■ What to produce ■
For the listing below, give the count of lines containing "data", and no other text.
- Opening Delimiter -
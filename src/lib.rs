//! # pd-sieve
//!
//! pd-sieve is a distributed bond-based peridynamic force and damage engine. Given a
//! partitioned set of material points connected by directed bonds, it computes
//! per-node kinematic quantities, evaluates a pluggable constitutive law per bond,
//! accumulates the resulting forces into caller-owned buffers and tracks bond damage.
//!
//! ## Features
//! - Correspondence-model kinematics: mean positions, shape tensors, deformation gradients
//! - A [`LawRegistry`](law::LawRegistry) mapping law ids to [`BondLaw`](law::BondLaw)
//!   objects, with a built-in St. Venant–Kirchhoff law under id 0
//! - Ghost replication through a pluggable [`IndexManager`](index::IndexManager);
//!   [`DistributedIndexManager`](index::DistributedIndexManager) runs over any
//!   [`Communicator`](algs::communicator::Communicator), including the in-process
//!   [`LocalComm`](algs::communicator::LocalComm)
//! - Generic over the spatial dimension `D`
//!
//! ## Determinism
//!
//! Bonds are evaluated in input order and every node sums its bonds in the same
//! order on every partition, so results are bit-identical for any partition count as
//! long as each partition lists the bonds touching its owned nodes in global order.
//!
//! ## Usage
//!
//! ```
//! use pd_sieve::prelude::*;
//! use nalgebra::Vector1;
//!
//! let mut engine =
//!     BondForceEngine::<1, _>::new(ForceGenConfig::default(), DistributedIndexManager::serial(&[2]))?;
//! let mut raw = RawConnectivity::new();
//! raw.push(NodeId::new(0), NodeId::new(1), DEFAULT_LAW_ID, vec![]);
//! let x0 = [Vector1::new(0.0), Vector1::new(1.0)];
//! engine.initialize_level(0, &raw, &x0, 0.0, true)?;
//!
//! let x = [Vector1::new(0.0), Vector1::new(2.0)];
//! let mut force = vec![Vector1::zeros(); 2];
//! let mut damage = vec![0.0; 2];
//! engine.compute_forces_and_damage(0, &mut force, &mut damage, &x, &[Vector1::zeros(); 2], 0.0)?;
//! assert!(force[0][0] > 0.0 && force[1][0] < 0.0);
//! # Ok::<(), PdError>(())
//! ```

pub mod algs;
pub mod bond;
pub mod config;
pub mod data;
pub mod debug_invariants;
pub mod force_gen;
pub mod index;
pub mod law;
pub mod pd_error;
pub mod topology;

pub use debug_invariants::DebugInvariants;

/// A convenient prelude to import the most-used traits & types:
pub mod prelude {
    pub use crate::algs::communicator::{Communicator, LocalComm, NoComm};
    pub use crate::bond::{BondPhase, BondState, BondTable, RawConnectivity};
    pub use crate::config::{ElasticConfig, ForceGenConfig};
    pub use crate::data::tensor::{Tensor, Vector};
    pub use crate::debug_invariants::DebugInvariants;
    pub use crate::force_gen::BondForceEngine;
    pub use crate::index::{DistributedIndexManager, IndexManager};
    pub use crate::law::{
        BondContext, BondLaw, BondResponse, DEFAULT_LAW_ID, DefaultBondLaw, DefaultParams, Endpoint,
        LawFunctions, LawId, LawRegistry,
    };
    pub use crate::pd_error::PdError;
    pub use crate::topology::node::{GlobalIndex, LocalIndex, NodeId, NodeRef};
    pub use crate::topology::ownership::NodeOwnership;
}
//! Ownership-table index manager over any [`Communicator`].
//!
//! Global ids equal problem-domain ids; local ids number each rank's owned nodes in
//! ascending global order. Ghost replication and refresh are delegated to
//! [`ghost_exchange`](crate::algs::ghost_exchange).

use std::collections::{BTreeMap, BTreeSet};

use crate::algs::communicator::{Communicator, GhostCommTags, NoComm};
use crate::algs::ghost_exchange::{self, GhostPlan};
use crate::data::field::{FieldValue, NodeField};
use crate::index::{GhostMap, IndexManager, Translation};
use crate::pd_error::PdError;
use crate::topology::node::{GlobalIndex, LocalIndex, NodeId};
use crate::topology::ownership::NodeOwnership;

#[derive(Clone, Debug)]
struct LevelPartition {
    ownership: NodeOwnership,
    /// `locals[global] = Some(local)` for nodes owned here.
    locals: Vec<Option<LocalIndex>>,
    owned: usize,
    plan: GhostPlan,
}

/// Index manager holding one ownership table per level.
#[derive(Clone, Debug)]
pub struct DistributedIndexManager<C> {
    comm: C,
    tags: GhostCommTags,
    levels: Vec<Option<LevelPartition>>,
}

impl DistributedIndexManager<NoComm> {
    /// Single-partition manager; `node_counts[level]` nodes per level, all owned.
    pub fn serial(node_counts: &[usize]) -> Self {
        let mut mgr = Self::new(NoComm);
        for (level, &n) in node_counts.iter().enumerate() {
            mgr.set_level_ownership(level, NodeOwnership::single(n));
        }
        mgr
    }
}

impl<C: Communicator> DistributedIndexManager<C> {
    pub fn new(comm: C) -> Self {
        Self {
            comm,
            tags: GhostCommTags::default(),
            levels: Vec::new(),
        }
    }

    /// Install (or replace) the ownership table of `level`. Drops any ghost plan.
    pub fn set_level_ownership(&mut self, level: usize, ownership: NodeOwnership) {
        let rank = self.comm.rank();
        let locals = ownership.local_numbering(rank);
        let owned = ownership.owned_count(rank);
        if self.levels.len() <= level {
            self.levels.resize_with(level + 1, || None);
        }
        self.levels[level] = Some(LevelPartition {
            ownership,
            locals,
            owned,
            plan: GhostPlan::default(),
        });
    }

    pub fn comm(&self) -> &C {
        &self.comm
    }

    /// Global ids of the nodes owned on `level`, in local order.
    pub fn owned_globals(&self, level: usize) -> Result<Vec<GlobalIndex>, PdError> {
        let part = self.level(level)?;
        Ok(part.ownership.owned_by(self.comm.rank()).collect())
    }

    fn level(&self, level: usize) -> Result<&LevelPartition, PdError> {
        self.levels
            .get(level)
            .and_then(Option::as_ref)
            .ok_or_else(|| PdError::Configuration(format!("no ownership table for level {level}")))
    }
}

impl<C: Communicator> IndexManager for DistributedIndexManager<C> {
    fn rank(&self) -> usize {
        self.comm.rank()
    }

    fn owned_count(&self, level: usize) -> Result<usize, PdError> {
        Ok(self.level(level)?.owned)
    }

    fn translate(&self, level: usize, node: NodeId) -> Option<Translation> {
        let part = self.levels.get(level)?.as_ref()?;
        let global = part.ownership.global_of(node)?;
        let local = part.locals.get(global.get() as usize).copied().flatten();
        Some(Translation { local, global })
    }

    fn request_ghost_replication(
        &mut self,
        level: usize,
        ghosts: &BTreeSet<GlobalIndex>,
    ) -> Result<GhostMap, PdError> {
        let me = self.comm.rank();
        let map = GhostMap::from_set(ghosts);
        let part = self.level(level)?;

        let mut requests: BTreeMap<usize, Vec<(usize, GlobalIndex)>> = BTreeMap::new();
        for (slot, &global) in map.globals().iter().enumerate() {
            let owner = part.ownership.owner_or_err(global)?;
            if owner == me {
                return Err(PdError::GhostExchange {
                    neighbor: me,
                    message: format!("node {global} is owned locally and cannot be a ghost"),
                });
            }
            requests.entry(owner).or_default().push((slot, global));
        }

        let locals = &part.locals;
        let plan = ghost_exchange::build_plan(&self.comm, self.tags, &requests, |peer, global| {
            locals
                .get(global.get() as usize)
                .copied()
                .flatten()
                .ok_or_else(|| PdError::GhostExchange {
                    neighbor: peer,
                    message: format!("rank {me} was asked for node {global} it does not own"),
                })
        })?;
        log::debug!(
            "rank {me} level {level}: {} ghosts requested, {} exported",
            plan.import_count(),
            plan.exports.values().map(Vec::len).sum::<usize>()
        );

        if let Some(Some(part)) = self.levels.get_mut(level) {
            part.plan = plan;
        }
        Ok(map)
    }

    fn refresh_ghost_values<T: FieldValue>(
        &self,
        level: usize,
        field: &mut NodeField<T>,
    ) -> Result<(), PdError> {
        let part = self.level(level)?;
        if field.owned_len() != part.owned || field.ghost_len() < part.plan.import_count() {
            return Err(PdError::FieldSizeMismatch {
                field: "ghost refresh",
                expected: part.owned + part.plan.import_count(),
                found: field.len(),
            });
        }
        if part.plan.is_empty() {
            return Ok(());
        }
        ghost_exchange::refresh(&self.comm, self.tags, &part.plan, field)
    }

    fn all_partitions_ok(&self, _level: usize, ok: bool) -> Result<bool, PdError> {
        ghost_exchange::all_ok(&self.comm, self.tags, ok)
    }
}
mod util;
use util::*;

use nalgebra::Vector2;
use pd_sieve::prelude::*;

fn setup(params: &[f64]) -> (Vec<Vector2<f64>>, RawConnectivity, Vec<Vec<Vector2<f64>>>) {
    let x0 = lattice(5, 4);
    let raw = neighborhood(&x0, 1.5, params);
    let steps = vec![wavy(&x0, 0.05), wavy(&x0, 0.15), wavy(&x0, 0.1)];
    (x0, raw, steps)
}

#[test]
fn two_strips_match_a_single_partition() {
    let (x0, raw, steps) = setup(&[0.08, 0.02]);
    let config = ForceGenConfig {
        horizon: 1.5,
        ..Default::default()
    };
    let serial = run_partitioned(&vec![0; x0.len()], &raw, &x0, &steps, &config);
    let strips: Vec<usize> = x0.iter().map(|p| usize::from(p.x >= 2.0)).collect();
    let split = run_partitioned(&strips, &raw, &x0, &steps, &config);
    assert!(serial.damage.iter().any(|&d| d > 0.0), "expected some bonds to break");
    assert_bit_identical(&serial, &split);
}

#[test]
fn interleaved_ownership_matches_a_single_partition() {
    let (x0, raw, steps) = setup(&[]);
    let config = ForceGenConfig::default();
    let serial = run_partitioned(&vec![0; x0.len()], &raw, &x0, &steps, &config);
    let round_robin: Vec<usize> = (0..x0.len()).map(|i| i % 3).collect();
    let split = run_partitioned(&round_robin, &raw, &x0, &steps, &config);
    assert_bit_identical(&serial, &split);
}

#[test]
fn serial_manager_and_one_rank_world_agree() {
    let (x0, raw, steps) = setup(&[0.08]);
    let config = ForceGenConfig::default();
    let world = run_partitioned(&vec![0; x0.len()], &raw, &x0, &steps, &config);

    let mut engine = serial_engine::<2>(x0.len(), config);
    engine.initialize_level(0, &raw, &x0, 0.0, true).unwrap();
    let mut force = vec![Vector2::zeros(); x0.len()];
    let mut damage = vec![0.0; x0.len()];
    let v = vec![Vector2::zeros(); x0.len()];
    for (i, x) in steps.iter().enumerate() {
        force.fill(Vector2::zeros());
        damage.fill(0.0);
        engine
            .compute_forces_and_damage(0, &mut force, &mut damage, x, &v, i as f64)
            .unwrap();
    }
    assert_bit_identical(&world, &StepResult { force, damage });
}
- Closing Delimiter -
■ Written answer ■
3